Dataset entries:

================

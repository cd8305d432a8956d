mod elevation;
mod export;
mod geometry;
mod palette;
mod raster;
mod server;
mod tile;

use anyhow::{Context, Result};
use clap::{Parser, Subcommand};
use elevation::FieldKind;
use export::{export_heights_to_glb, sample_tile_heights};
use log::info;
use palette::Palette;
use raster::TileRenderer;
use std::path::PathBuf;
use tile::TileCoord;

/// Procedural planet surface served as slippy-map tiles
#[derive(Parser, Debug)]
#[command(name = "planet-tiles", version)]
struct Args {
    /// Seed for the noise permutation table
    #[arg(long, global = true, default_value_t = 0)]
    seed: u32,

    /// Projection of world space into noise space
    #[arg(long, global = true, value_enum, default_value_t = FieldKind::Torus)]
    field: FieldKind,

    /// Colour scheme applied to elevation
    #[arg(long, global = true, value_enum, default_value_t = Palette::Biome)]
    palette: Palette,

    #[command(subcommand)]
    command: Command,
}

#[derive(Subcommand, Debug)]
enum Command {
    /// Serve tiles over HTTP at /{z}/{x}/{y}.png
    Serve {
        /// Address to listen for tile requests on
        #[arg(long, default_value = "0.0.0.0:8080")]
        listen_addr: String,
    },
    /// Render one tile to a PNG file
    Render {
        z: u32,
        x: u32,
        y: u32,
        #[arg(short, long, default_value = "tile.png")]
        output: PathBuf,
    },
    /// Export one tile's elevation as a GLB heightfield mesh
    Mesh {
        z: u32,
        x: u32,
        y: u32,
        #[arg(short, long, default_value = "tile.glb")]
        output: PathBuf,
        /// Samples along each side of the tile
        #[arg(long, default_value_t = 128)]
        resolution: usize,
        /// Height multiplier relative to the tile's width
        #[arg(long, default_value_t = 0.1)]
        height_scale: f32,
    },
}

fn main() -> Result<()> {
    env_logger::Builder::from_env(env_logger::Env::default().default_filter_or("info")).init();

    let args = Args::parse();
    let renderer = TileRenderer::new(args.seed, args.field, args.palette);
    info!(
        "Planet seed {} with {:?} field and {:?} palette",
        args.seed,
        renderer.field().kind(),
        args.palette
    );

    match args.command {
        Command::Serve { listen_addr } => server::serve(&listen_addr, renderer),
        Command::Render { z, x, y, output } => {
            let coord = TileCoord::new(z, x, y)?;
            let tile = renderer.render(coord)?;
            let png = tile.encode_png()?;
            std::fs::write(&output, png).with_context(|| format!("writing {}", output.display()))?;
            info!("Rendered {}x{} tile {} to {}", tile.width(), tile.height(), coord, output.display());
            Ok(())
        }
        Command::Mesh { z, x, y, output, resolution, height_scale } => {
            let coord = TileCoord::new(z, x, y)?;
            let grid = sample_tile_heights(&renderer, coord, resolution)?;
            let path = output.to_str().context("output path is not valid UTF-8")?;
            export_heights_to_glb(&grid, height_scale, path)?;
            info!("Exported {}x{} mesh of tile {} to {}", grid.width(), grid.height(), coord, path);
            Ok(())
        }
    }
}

================

**The task**. Nothing in the entries may change. Retype them all.

**Output for this exercise**.
repository cd8305d432a8956d
mod elevation;
mod export;
mod geometry;
mod palette;
mod raster;
mod server;
mod tile;

use anyhow::{Context, Result};
use clap::{Parser, Subcommand};
use elevation::FieldKind;
use export::{export_heights_to_glb, sample_tile_heights};
use log::info;
use palette::Palette;
use raster::TileRenderer;
use std::path::PathBuf;
use tile::TileCoord;

/// Procedural planet surface served as slippy-map tiles
#[derive(Parser, Debug)]
#[command(name = "planet-tiles", version)]
struct Args {
    /// Seed for the noise permutation table
    #[arg(long, global = true, default_value_t = 0)]
    seed: u32,

    /// Projection of world space into noise space
    #[arg(long, global = true, value_enum, default_value_t = FieldKind::Torus)]
    field: FieldKind,

    /// Colour scheme applied to elevation
    #[arg(long, global = true, value_enum, default_value_t = Palette::Biome)]
    palette: Palette,

    #[command(subcommand)]
    command: Command,
}

#[derive(Subcommand, Debug)]
enum Command {
    /// Serve tiles over HTTP at /{z}/{x}/{y}.png
    Serve {
        /// Address to listen for tile requests on
        #[arg(long, default_value = "0.0.0.0:8080")]
        listen_addr: String,
    },
    /// Render one tile to a PNG file
    Render {
        z: u32,
        x: u32,
        y: u32,
        #[arg(short, long, default_value = "tile.png")]
        output: PathBuf,
    },
    /// Export one tile's elevation as a GLB heightfield mesh
    Mesh {
        z: u32,
        x: u32,
        y: u32,
        #[arg(short, long, default_value = "tile.glb")]
        output: PathBuf,
        /// Samples along each side of the tile
        #[arg(long, default_value_t = 128)]
        resolution: usize,
        /// Height multiplier relative to the tile's width
        #[arg(long, default_value_t = 0.1)]
        height_scale: f32,
    },
}

fn main() -> Result<()> {
    env_logger::Builder::from_env(env_logger::Env::default().default_filter_or("info")).init();

    let args = Args::parse();
    let renderer = TileRenderer::new(args.seed, args.field, args.palette);
    info!(
        "Planet seed {} with {:?} field and {:?} palette",
        args.seed,
        renderer.field().kind(),
        args.palette
    );

    match args.command {
        Command::Serve { listen_addr } => server::serve(&listen_addr, renderer),
        Command::Render { z, x, y, output } => {
            let coord = TileCoord::new(z, x, y)?;
            let tile = renderer.render(coord)?;
            let png = tile.encode_png()?;
            std::fs::write(&output, png).with_context(|| format!("writing {}", output.display()))?;
            info!("Rendered {}x{} tile {} to {}", tile.width(), tile.height(), coord, output.display());
            Ok(())
        }
        Command::Mesh { z, x, y, output, resolution, height_scale } => {
            let coord = TileCoord::new(z, x, y)?;
            let grid = sample_tile_heights(&renderer, coord, resolution)?;
            let path = output.to_str().context("output path is not valid UTF-8")?;
            export_heights_to_glb(&grid, height_scale, path)?;
            info!("Exported {}x{} mesh of tile {} to {}", grid.width(), grid.height(), coord, path);
            Ok(())
        }
    }
}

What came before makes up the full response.